__How to complete this task__. Go through the data and copy each line where the word "quarantine" shows up.

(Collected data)
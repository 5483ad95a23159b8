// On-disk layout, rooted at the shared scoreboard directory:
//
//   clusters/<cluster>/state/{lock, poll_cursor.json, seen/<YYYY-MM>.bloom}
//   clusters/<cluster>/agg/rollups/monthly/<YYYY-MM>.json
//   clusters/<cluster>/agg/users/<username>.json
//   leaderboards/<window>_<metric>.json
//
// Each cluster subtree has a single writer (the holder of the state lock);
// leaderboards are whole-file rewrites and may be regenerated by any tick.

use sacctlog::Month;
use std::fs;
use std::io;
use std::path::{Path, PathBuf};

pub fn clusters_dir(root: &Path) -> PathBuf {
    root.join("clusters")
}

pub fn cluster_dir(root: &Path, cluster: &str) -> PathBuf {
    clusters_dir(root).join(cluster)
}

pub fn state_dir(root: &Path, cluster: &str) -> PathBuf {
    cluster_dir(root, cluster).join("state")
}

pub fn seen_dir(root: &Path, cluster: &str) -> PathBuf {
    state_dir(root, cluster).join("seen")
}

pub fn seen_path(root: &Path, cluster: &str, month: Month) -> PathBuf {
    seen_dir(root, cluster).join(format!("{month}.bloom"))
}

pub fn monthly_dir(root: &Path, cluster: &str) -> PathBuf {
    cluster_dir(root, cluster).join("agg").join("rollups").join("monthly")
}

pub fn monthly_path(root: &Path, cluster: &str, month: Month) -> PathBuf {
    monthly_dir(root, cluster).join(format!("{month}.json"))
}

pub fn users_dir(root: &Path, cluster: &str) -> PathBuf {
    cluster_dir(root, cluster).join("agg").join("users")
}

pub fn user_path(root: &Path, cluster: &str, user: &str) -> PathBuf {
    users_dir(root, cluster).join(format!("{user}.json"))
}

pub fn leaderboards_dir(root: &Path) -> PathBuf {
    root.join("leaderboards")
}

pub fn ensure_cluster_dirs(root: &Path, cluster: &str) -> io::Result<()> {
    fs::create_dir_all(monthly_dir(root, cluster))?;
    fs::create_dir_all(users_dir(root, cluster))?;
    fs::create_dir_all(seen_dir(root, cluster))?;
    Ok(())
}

...

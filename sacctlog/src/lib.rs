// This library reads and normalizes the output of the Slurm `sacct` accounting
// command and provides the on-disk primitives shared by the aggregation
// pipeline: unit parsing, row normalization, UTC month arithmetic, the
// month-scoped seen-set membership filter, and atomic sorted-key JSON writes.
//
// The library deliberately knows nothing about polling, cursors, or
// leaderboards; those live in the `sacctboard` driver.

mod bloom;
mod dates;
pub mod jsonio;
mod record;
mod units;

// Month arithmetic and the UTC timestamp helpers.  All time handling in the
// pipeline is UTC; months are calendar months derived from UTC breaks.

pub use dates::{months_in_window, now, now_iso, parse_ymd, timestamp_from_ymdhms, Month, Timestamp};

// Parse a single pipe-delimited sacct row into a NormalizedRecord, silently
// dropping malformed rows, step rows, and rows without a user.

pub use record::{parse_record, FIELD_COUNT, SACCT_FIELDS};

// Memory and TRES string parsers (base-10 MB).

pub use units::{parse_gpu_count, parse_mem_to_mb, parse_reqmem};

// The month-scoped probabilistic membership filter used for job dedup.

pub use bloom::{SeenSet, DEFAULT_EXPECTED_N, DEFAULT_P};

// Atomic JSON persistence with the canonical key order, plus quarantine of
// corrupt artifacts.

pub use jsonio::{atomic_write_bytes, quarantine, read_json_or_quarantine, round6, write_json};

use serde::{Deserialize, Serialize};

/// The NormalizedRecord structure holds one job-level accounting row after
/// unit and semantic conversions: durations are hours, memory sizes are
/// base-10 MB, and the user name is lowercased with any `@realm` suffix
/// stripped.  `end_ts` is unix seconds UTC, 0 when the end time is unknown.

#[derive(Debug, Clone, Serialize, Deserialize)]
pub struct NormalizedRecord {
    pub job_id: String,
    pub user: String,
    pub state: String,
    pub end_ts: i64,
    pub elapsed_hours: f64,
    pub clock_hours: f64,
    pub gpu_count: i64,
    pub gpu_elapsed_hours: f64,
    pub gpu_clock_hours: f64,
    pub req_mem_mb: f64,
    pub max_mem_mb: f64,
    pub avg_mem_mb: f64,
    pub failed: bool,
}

--

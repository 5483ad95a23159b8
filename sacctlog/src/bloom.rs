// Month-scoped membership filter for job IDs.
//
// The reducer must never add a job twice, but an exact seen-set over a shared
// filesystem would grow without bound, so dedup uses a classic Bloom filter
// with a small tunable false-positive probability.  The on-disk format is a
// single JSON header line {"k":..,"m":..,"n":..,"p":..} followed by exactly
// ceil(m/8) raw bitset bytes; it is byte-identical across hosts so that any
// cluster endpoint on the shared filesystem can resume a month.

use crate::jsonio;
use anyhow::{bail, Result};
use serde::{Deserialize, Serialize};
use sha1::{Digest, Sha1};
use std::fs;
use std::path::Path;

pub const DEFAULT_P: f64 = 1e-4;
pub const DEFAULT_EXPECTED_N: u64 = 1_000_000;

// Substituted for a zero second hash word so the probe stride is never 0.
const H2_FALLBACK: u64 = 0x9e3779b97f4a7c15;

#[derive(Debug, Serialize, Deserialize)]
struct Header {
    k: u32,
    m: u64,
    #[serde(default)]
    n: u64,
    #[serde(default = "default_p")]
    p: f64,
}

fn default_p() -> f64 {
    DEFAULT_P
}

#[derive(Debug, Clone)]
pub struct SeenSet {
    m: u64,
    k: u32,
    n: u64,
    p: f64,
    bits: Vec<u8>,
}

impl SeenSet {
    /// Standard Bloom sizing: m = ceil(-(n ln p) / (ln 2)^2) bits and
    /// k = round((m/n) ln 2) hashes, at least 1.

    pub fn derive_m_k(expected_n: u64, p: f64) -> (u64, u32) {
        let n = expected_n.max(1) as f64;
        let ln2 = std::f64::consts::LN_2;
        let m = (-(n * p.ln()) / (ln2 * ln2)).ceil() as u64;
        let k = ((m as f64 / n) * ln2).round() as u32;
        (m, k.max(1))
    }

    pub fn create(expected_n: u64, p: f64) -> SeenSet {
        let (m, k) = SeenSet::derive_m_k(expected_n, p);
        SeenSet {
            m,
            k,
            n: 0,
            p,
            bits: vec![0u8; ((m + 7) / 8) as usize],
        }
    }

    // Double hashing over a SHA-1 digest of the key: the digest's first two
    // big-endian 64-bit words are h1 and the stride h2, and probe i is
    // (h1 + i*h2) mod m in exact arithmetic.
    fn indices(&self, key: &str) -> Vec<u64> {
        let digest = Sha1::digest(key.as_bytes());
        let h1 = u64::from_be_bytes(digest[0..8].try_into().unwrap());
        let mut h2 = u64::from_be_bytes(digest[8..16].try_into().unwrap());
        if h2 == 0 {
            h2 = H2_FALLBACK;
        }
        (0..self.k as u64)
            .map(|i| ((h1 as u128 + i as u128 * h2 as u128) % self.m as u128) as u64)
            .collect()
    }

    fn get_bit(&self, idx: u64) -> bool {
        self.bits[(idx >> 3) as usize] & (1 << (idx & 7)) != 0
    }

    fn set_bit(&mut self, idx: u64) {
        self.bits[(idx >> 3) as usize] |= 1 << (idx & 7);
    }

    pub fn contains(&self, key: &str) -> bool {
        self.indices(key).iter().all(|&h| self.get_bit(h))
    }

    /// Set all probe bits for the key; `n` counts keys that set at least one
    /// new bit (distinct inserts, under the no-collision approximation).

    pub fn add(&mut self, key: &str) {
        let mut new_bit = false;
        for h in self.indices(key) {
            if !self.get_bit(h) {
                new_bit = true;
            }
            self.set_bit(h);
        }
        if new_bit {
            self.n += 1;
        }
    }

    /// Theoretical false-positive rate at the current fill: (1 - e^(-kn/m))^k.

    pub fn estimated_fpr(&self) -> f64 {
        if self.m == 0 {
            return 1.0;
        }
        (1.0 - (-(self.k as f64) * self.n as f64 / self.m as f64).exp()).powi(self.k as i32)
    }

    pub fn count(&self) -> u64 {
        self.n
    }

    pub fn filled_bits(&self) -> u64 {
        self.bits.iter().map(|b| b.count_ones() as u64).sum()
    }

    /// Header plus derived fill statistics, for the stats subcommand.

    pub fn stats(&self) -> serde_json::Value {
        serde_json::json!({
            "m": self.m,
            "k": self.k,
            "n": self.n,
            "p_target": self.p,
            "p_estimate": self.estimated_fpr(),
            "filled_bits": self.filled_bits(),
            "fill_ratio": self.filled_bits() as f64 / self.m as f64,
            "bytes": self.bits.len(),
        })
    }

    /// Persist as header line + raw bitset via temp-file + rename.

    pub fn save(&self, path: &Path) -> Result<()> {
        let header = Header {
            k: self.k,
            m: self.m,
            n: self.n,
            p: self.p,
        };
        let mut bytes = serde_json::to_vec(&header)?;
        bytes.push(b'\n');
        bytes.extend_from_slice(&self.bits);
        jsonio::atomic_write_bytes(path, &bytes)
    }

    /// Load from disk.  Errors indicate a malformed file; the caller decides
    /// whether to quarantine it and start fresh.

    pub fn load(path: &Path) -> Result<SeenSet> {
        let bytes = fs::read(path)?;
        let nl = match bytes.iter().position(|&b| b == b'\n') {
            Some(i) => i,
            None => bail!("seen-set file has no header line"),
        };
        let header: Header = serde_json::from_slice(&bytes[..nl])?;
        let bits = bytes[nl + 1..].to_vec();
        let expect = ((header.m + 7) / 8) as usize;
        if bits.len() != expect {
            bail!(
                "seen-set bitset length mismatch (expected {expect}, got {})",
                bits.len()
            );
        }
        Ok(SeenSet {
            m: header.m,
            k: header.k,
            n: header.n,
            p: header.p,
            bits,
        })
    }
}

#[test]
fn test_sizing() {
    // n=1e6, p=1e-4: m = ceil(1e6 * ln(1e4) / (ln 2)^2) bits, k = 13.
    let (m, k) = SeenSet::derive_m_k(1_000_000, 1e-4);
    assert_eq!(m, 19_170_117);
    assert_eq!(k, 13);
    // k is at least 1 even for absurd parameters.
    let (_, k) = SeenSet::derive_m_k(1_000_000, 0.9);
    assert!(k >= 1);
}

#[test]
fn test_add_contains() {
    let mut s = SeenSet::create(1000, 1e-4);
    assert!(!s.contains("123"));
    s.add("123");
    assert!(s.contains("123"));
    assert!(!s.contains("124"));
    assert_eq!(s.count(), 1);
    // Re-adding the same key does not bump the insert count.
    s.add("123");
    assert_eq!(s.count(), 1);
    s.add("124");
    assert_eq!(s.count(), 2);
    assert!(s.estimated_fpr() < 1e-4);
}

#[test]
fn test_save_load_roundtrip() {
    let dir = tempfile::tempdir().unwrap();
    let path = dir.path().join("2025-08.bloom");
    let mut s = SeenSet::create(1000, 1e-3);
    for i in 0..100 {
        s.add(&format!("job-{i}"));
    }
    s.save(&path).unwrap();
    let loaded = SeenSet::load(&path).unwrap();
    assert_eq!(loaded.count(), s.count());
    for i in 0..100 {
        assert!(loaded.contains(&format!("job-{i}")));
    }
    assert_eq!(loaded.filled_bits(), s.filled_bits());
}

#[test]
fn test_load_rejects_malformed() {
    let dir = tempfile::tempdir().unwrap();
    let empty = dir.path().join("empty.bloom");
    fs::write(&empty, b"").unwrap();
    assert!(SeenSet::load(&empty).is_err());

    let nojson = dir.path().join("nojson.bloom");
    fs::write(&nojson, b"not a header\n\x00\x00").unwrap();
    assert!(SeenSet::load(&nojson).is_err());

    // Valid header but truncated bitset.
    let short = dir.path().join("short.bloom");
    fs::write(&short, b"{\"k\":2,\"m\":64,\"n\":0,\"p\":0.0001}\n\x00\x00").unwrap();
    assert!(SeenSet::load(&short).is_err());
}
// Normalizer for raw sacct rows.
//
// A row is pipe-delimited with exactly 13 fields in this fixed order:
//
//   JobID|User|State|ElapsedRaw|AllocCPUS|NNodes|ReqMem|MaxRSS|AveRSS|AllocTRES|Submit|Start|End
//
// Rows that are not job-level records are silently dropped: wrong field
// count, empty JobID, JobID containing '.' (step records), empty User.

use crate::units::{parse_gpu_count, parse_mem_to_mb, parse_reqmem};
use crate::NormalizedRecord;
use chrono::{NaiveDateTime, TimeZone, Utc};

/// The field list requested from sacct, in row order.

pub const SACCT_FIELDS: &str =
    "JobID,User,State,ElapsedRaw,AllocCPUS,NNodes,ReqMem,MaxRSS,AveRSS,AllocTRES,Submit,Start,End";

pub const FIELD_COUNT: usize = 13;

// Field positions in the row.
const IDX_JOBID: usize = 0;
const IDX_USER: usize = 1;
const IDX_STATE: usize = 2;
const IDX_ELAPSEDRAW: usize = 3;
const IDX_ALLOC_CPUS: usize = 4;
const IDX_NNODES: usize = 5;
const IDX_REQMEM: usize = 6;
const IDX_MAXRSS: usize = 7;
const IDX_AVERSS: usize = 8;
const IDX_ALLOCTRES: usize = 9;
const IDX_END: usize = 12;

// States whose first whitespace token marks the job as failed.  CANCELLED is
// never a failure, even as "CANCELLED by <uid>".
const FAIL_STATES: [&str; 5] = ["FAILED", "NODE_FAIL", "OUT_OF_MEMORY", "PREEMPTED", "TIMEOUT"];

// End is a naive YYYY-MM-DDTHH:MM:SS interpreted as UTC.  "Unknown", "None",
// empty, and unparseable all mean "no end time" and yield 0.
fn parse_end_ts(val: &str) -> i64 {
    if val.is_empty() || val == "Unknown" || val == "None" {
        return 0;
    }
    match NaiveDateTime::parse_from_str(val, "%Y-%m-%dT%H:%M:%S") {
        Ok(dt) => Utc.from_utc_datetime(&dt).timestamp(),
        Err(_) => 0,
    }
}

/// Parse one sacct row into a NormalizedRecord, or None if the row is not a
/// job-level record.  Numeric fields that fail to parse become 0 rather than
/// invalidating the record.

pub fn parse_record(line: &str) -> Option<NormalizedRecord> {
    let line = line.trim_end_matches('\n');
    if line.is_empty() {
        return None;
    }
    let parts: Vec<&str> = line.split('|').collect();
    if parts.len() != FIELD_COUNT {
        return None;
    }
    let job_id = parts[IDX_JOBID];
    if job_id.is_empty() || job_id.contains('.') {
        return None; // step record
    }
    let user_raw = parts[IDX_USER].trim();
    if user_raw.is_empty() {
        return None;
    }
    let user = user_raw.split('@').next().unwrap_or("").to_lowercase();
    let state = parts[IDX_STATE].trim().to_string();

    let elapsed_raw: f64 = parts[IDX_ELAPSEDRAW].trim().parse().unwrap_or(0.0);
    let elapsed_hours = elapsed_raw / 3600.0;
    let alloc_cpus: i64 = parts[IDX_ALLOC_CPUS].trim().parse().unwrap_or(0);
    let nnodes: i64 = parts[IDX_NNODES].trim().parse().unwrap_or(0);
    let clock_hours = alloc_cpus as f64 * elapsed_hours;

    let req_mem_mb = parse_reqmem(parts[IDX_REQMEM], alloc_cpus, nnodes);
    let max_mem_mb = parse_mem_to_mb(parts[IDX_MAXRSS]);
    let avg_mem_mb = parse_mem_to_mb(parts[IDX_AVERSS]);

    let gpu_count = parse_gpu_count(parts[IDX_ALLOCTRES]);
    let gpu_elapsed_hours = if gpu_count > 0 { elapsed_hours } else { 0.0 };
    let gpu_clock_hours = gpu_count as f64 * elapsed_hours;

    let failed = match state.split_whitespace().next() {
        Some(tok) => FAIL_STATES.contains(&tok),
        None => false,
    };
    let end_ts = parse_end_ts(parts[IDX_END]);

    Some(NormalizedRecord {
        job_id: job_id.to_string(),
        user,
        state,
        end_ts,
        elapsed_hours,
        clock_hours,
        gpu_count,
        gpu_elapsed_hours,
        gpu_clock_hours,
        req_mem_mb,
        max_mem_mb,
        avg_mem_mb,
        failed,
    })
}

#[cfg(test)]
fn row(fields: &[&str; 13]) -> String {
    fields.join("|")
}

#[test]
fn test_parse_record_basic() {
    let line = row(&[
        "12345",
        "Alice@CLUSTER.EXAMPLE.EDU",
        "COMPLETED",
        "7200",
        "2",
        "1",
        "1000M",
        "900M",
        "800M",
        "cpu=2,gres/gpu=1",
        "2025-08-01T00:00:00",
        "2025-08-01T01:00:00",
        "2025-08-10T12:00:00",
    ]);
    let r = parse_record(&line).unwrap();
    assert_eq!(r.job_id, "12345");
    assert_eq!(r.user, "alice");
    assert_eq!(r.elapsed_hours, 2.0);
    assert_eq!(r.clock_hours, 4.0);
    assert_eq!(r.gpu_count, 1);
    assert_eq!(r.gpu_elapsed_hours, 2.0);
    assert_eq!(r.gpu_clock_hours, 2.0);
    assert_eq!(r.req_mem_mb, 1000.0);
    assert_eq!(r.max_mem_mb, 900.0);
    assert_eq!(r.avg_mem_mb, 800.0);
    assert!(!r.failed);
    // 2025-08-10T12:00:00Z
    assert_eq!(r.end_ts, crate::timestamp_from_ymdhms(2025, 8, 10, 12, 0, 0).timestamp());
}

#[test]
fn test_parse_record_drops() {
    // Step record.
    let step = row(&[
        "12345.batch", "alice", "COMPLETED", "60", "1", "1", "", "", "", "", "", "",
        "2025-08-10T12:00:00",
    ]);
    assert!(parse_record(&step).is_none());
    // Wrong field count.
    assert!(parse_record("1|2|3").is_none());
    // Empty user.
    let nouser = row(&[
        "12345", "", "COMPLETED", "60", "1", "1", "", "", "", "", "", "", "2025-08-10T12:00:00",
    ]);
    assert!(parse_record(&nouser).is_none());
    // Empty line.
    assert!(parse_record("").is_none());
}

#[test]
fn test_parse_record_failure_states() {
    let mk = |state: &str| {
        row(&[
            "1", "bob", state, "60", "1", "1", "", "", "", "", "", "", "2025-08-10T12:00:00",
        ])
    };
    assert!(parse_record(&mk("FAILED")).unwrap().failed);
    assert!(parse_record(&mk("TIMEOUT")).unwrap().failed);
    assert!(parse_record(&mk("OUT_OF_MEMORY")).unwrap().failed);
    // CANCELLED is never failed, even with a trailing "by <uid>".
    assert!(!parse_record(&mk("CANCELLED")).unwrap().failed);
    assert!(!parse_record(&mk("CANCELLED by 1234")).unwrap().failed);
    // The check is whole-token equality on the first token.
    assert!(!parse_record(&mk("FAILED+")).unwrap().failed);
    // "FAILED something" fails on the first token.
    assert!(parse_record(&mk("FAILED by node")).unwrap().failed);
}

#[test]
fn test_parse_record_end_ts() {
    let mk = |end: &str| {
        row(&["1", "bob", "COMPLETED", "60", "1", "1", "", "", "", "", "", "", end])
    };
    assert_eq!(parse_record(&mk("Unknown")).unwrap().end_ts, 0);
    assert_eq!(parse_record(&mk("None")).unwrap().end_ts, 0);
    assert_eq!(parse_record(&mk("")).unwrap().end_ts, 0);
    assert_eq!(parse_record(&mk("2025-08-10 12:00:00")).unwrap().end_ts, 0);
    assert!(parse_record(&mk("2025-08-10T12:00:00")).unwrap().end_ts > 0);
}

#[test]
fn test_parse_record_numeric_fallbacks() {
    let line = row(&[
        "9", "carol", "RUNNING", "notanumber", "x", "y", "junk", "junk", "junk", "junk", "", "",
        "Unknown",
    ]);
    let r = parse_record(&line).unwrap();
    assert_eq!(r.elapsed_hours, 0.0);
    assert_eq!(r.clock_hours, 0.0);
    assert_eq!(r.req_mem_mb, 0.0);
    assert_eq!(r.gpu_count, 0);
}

__Exercise response__.
// Atomic JSON persistence with the canonical key order, plus quarantine of
pub use jsonio::{atomic_write_bytes, quarantine, read_json_or_quarantine, round6, write_json};
    /// whether to quarantine it and start fresh.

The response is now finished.